RiboProPipe is a pipeline for Ribosome Profiling analysis of any eukaryotic genome from Ensembl 75+ or later. It performs all the necessary pre-processing steps (quality control, filtering, trimming and size selection), filter reads mapped to rRNA, map to reference genome, counting on CDS for each gene and differential analysis from raw Ribosome Profiling data.

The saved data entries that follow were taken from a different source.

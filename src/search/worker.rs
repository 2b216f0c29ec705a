//! A single search worker: generate, encode, match, repeat.

use crossbeam_channel::Sender;
use std::sync::atomic::{AtomicBool, AtomicU64, AtomicU8, Ordering};
use std::sync::Arc;

use crate::keygen::{KeyGenError, KeyGenerator};
use crate::matcher::SearchTarget;
use crate::onion::OnionAddress;

use super::FoundKey;

/// Worker lifecycle
#[derive(Debug, Clone, Copy, PartialEq, Eq)]
pub enum WorkerState {
    Idle,
    Running,
    Stopping,
    Stopped,
}

const IDLE: u8 = 0;
const RUNNING: u8 = 1;
const STOPPED: u8 = 2;

/// Lifecycle of one worker as seen from other threads.
///
/// A running worker whose stop flag is raised reports [`WorkerState::Stopping`]
/// until it reaches its next batch boundary.
#[derive(Debug, Clone)]
pub struct WorkerStateWatch {
    state: Arc<AtomicU8>,
    stop_flag: Arc<AtomicBool>,
}

impl WorkerStateWatch {
    pub(crate) fn new(stop_flag: Arc<AtomicBool>) -> Self {
        Self {
            state: Arc::new(AtomicU8::new(IDLE)),
            stop_flag,
        }
    }

    pub fn get(&self) -> WorkerState {
        match self.state.load(Ordering::Acquire) {
            IDLE => WorkerState::Idle,
            RUNNING if self.stop_flag.load(Ordering::Acquire) => WorkerState::Stopping,
            RUNNING => WorkerState::Running,
            _ => WorkerState::Stopped,
        }
    }

    fn set(&self, state: u8) {
        self.state.store(state, Ordering::Release);
    }
}

/// Why a worker left its loop
#[derive(Debug)]
pub enum WorkerExit {
    /// Found a match and handed it off
    Found,
    /// Observed the stop flag at a batch boundary
    Stopped,
    /// The key generator could not read entropy
    Failed(KeyGenError),
    /// The worker thread panicked
    Panicked,
}

/// Messages from workers to the session dispatcher
#[derive(Debug)]
pub(crate) enum WorkerMessage {
    Found { worker_id: usize, key: FoundKey },
    Exited { worker_id: usize, exit: WorkerExit },
}

/// Brute-force search loop for one unit of parallelism
pub struct SearchWorker<G> {
    id: usize,
    generator: G,
    target: SearchTarget,
    batch_size: u64,
    counter: Arc<AtomicU64>,
    stop_flag: Arc<AtomicBool>,
    found_tx: Sender<WorkerMessage>,
    state: WorkerStateWatch,
    attempts: u64,
}

impl<G: KeyGenerator> SearchWorker<G> {
    pub(crate) fn new(
        id: usize,
        generator: G,
        target: SearchTarget,
        batch_size: u64,
        counter: Arc<AtomicU64>,
        stop_flag: Arc<AtomicBool>,
        found_tx: Sender<WorkerMessage>,
    ) -> Self {
        Self {
            id,
            generator,
            target,
            batch_size: batch_size.max(1),
            counter,
            state: WorkerStateWatch::new(stop_flag.clone()),
            stop_flag,
            found_tx,
            attempts: 0,
        }
    }

    /// Runs the worker loop.
    ///
    /// Keeps generating key pairs until one of:
    /// - a match is found (handed to the dispatcher)
    /// - the stop flag is seen at a batch boundary
    /// - the generator fails
    pub fn run(&mut self) -> WorkerExit {
        self.state.set(RUNNING);
        let exit = self.search();
        self.state.set(STOPPED);
        exit
    }

    fn search(&mut self) -> WorkerExit {
        loop {
            if self.stop_flag.load(Ordering::Acquire) {
                return WorkerExit::Stopped;
            }

            let mut local = 0u64;
            for _ in 0..self.batch_size {
                let key_pair = match self.generator.generate() {
                    Ok(key_pair) => key_pair,
                    Err(e) => {
                        self.flush(local);
                        return WorkerExit::Failed(e);
                    }
                };
                local += 1;

                let address = OnionAddress::from_public_key(key_pair.public_bytes());
                if self.target.matches(&address) {
                    self.flush(local);
                    // An unbounded channel never blocks; a closed one means
                    // the session is gone and nobody wants the key.
                    let _ = self.found_tx.send(WorkerMessage::Found {
                        worker_id: self.id,
                        key: FoundKey { key_pair, address },
                    });
                    return WorkerExit::Found;
                }
            }

            self.flush(local);
        }
    }

    #[inline]
    fn flush(&mut self, local: u64) {
        if local > 0 {
            self.attempts += local;
            self.counter.fetch_add(local, Ordering::Relaxed);
        }
    }

    /// Returns the worker ID.
    pub fn id(&self) -> usize {
        self.id
    }

    pub fn state(&self) -> WorkerState {
        self.state.get()
    }

    /// A handle for reading this worker's state from another thread
    pub fn watch(&self) -> WorkerStateWatch {
        self.state.clone()
    }

    /// Attempts this worker has flushed into the shared counter
    pub fn attempts(&self) -> u64 {
        self.attempts
    }
}

#[cfg(test)]
mod tests {
    use super::*;
    use crate::keygen::KeyPair;
    use crossbeam_channel::{bounded, unbounded};
    use std::thread;

    /// Deterministic generator: seed counts up from `next`
    struct SeqGenerator {
        next: u64,
        fail_after: Option<u64>,
    }

    impl KeyGenerator for SeqGenerator {
        fn generate(&mut self) -> Result<KeyPair, KeyGenError> {
            if self.fail_after == Some(0) {
                return Err(KeyGenError::EntropyUnavailable(rand::Error::new(
                    std::io::Error::new(std::io::ErrorKind::Other, "no entropy"),
                )));
            }
            if let Some(n) = self.fail_after.as_mut() {
                *n -= 1;
            }
            let mut seed = [0u8; 32];
            seed[..8].copy_from_slice(&self.next.to_le_bytes());
            self.next += 1;
            Ok(KeyPair::from_seed(seed))
        }
    }

    fn worker(
        target: &str,
        batch: u64,
        gen: SeqGenerator,
    ) -> (
        SearchWorker<SeqGenerator>,
        Arc<AtomicU64>,
        Arc<AtomicBool>,
        crossbeam_channel::Receiver<WorkerMessage>,
    ) {
        let counter = Arc::new(AtomicU64::new(0));
        let stop = Arc::new(AtomicBool::new(false));
        let (tx, rx) = unbounded();
        let w = SearchWorker::new(
            0,
            gen,
            SearchTarget::new(target),
            batch,
            counter.clone(),
            stop.clone(),
            tx,
        );
        (w, counter, stop, rx)
    }

    #[test]
    fn test_empty_prefix_matches_first_attempt() {
        let gen = SeqGenerator { next: 0, fail_after: None };
        let (mut w, counter, _stop, rx) = worker("", 100, gen);
        assert_eq!(w.state(), WorkerState::Idle);

        assert!(matches!(w.run(), WorkerExit::Found));
        assert_eq!(w.state(), WorkerState::Stopped);
        assert_eq!(w.attempts(), 1);
        assert_eq!(counter.load(Ordering::Relaxed), 1);

        match rx.try_recv().unwrap() {
            WorkerMessage::Found { worker_id, key } => {
                assert_eq!(worker_id, 0);
                assert_eq!(
                    key.address,
                    OnionAddress::from_public_key(key.key_pair.public_bytes())
                );
            }
            other => panic!("unexpected message {:?}", other),
        }
    }

    #[test]
    fn test_finds_single_char_prefix() {
        // 1 in 32 chance per attempt; the sequence is deterministic
        let gen = SeqGenerator { next: 0, fail_after: None };
        let (mut w, counter, _stop, rx) = worker("q", 7, gen);
        assert!(matches!(w.run(), WorkerExit::Found));
        assert_eq!(counter.load(Ordering::Relaxed), w.attempts());

        let WorkerMessage::Found { key, .. } = rx.try_recv().unwrap() else {
            panic!("expected found message");
        };
        assert!(key.address.as_str().starts_with('q'));
    }

    #[test]
    fn test_stop_flag_checked_before_first_batch() {
        let gen = SeqGenerator { next: 0, fail_after: None };
        let (mut w, counter, stop, rx) = worker("", 10, gen);
        stop.store(true, Ordering::Release);

        assert!(matches!(w.run(), WorkerExit::Stopped));
        assert_eq!(counter.load(Ordering::Relaxed), 0);
        assert!(rx.try_recv().is_err());
    }

    #[test]
    fn test_generator_failure_flushes_and_exits() {
        let gen = SeqGenerator { next: 0, fail_after: Some(25) };
        // "7777" is very unlikely within 25 deterministic attempts
        let (mut w, counter, _stop, rx) = worker("7777777777", 10, gen);

        assert!(matches!(w.run(), WorkerExit::Failed(KeyGenError::EntropyUnavailable(_))));
        assert_eq!(w.attempts(), 25);
        assert_eq!(counter.load(Ordering::Relaxed), 25);
        assert!(rx.try_recv().is_err());
    }

    #[test]
    fn test_stopping_visible_until_batch_boundary() {
        /// Raises the stop flag on its third call, then blocks until released
        struct Gate {
            calls: u64,
            stop: Arc<AtomicBool>,
            entered: crossbeam_channel::Sender<()>,
            release: crossbeam_channel::Receiver<()>,
        }

        impl KeyGenerator for Gate {
            fn generate(&mut self) -> Result<KeyPair, KeyGenError> {
                self.calls += 1;
                if self.calls == 3 {
                    self.stop.store(true, Ordering::Release);
                    self.entered.send(()).unwrap();
                    self.release.recv().unwrap();
                }
                let mut seed = [0u8; 32];
                seed[..8].copy_from_slice(&self.calls.to_le_bytes());
                Ok(KeyPair::from_seed(seed))
            }
        }

        let counter = Arc::new(AtomicU64::new(0));
        let stop = Arc::new(AtomicBool::new(false));
        let (tx, _rx) = unbounded();
        let (entered_tx, entered_rx) = bounded(1);
        let (release_tx, release_rx) = bounded(1);
        let gate = Gate {
            calls: 0,
            stop: stop.clone(),
            entered: entered_tx,
            release: release_rx,
        };
        let mut w = SearchWorker::new(
            0,
            gate,
            SearchTarget::new("7777777777"),
            10,
            counter.clone(),
            stop,
            tx,
        );
        let watch = w.watch();
        assert_eq!(watch.get(), WorkerState::Idle);

        let handle = thread::spawn(move || w.run());
        entered_rx.recv().unwrap();
        assert_eq!(watch.get(), WorkerState::Stopping);

        release_tx.send(()).unwrap();
        assert!(matches!(handle.join().unwrap(), WorkerExit::Stopped));
        assert_eq!(watch.get(), WorkerState::Stopped);
        // the interrupted batch still completes and is flushed
        assert_eq!(counter.load(Ordering::Relaxed), 10);
    }
}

RiboProPipe can be used either via a standard Bash script with several options. It can be used to perform demultiplexing on multiplexed FASTQ (reads MUST begin with the index sequence). Availability of RNA-seq count data allows comparison of transcript abundance with riboseq counts, providing a proxy to analyse the regulation level during differential analysis. If you use FASTQ files (no demultiplexing), the extension has to be .fastq
A configuration file .conf is mandatory to launch the pipeline. Without RNA-seq count data, a tabulated design file -named target.txt- is needed. The user have to build rRNA and genome index files before start running the pipeline. If available, RNA-seq count files must be named: SAMPLENAME_mRNAcounts.txt for counts file and SAMPLENAME_mRNA.transcriptome.mapping.bam for mapping to transcriptome BAM files.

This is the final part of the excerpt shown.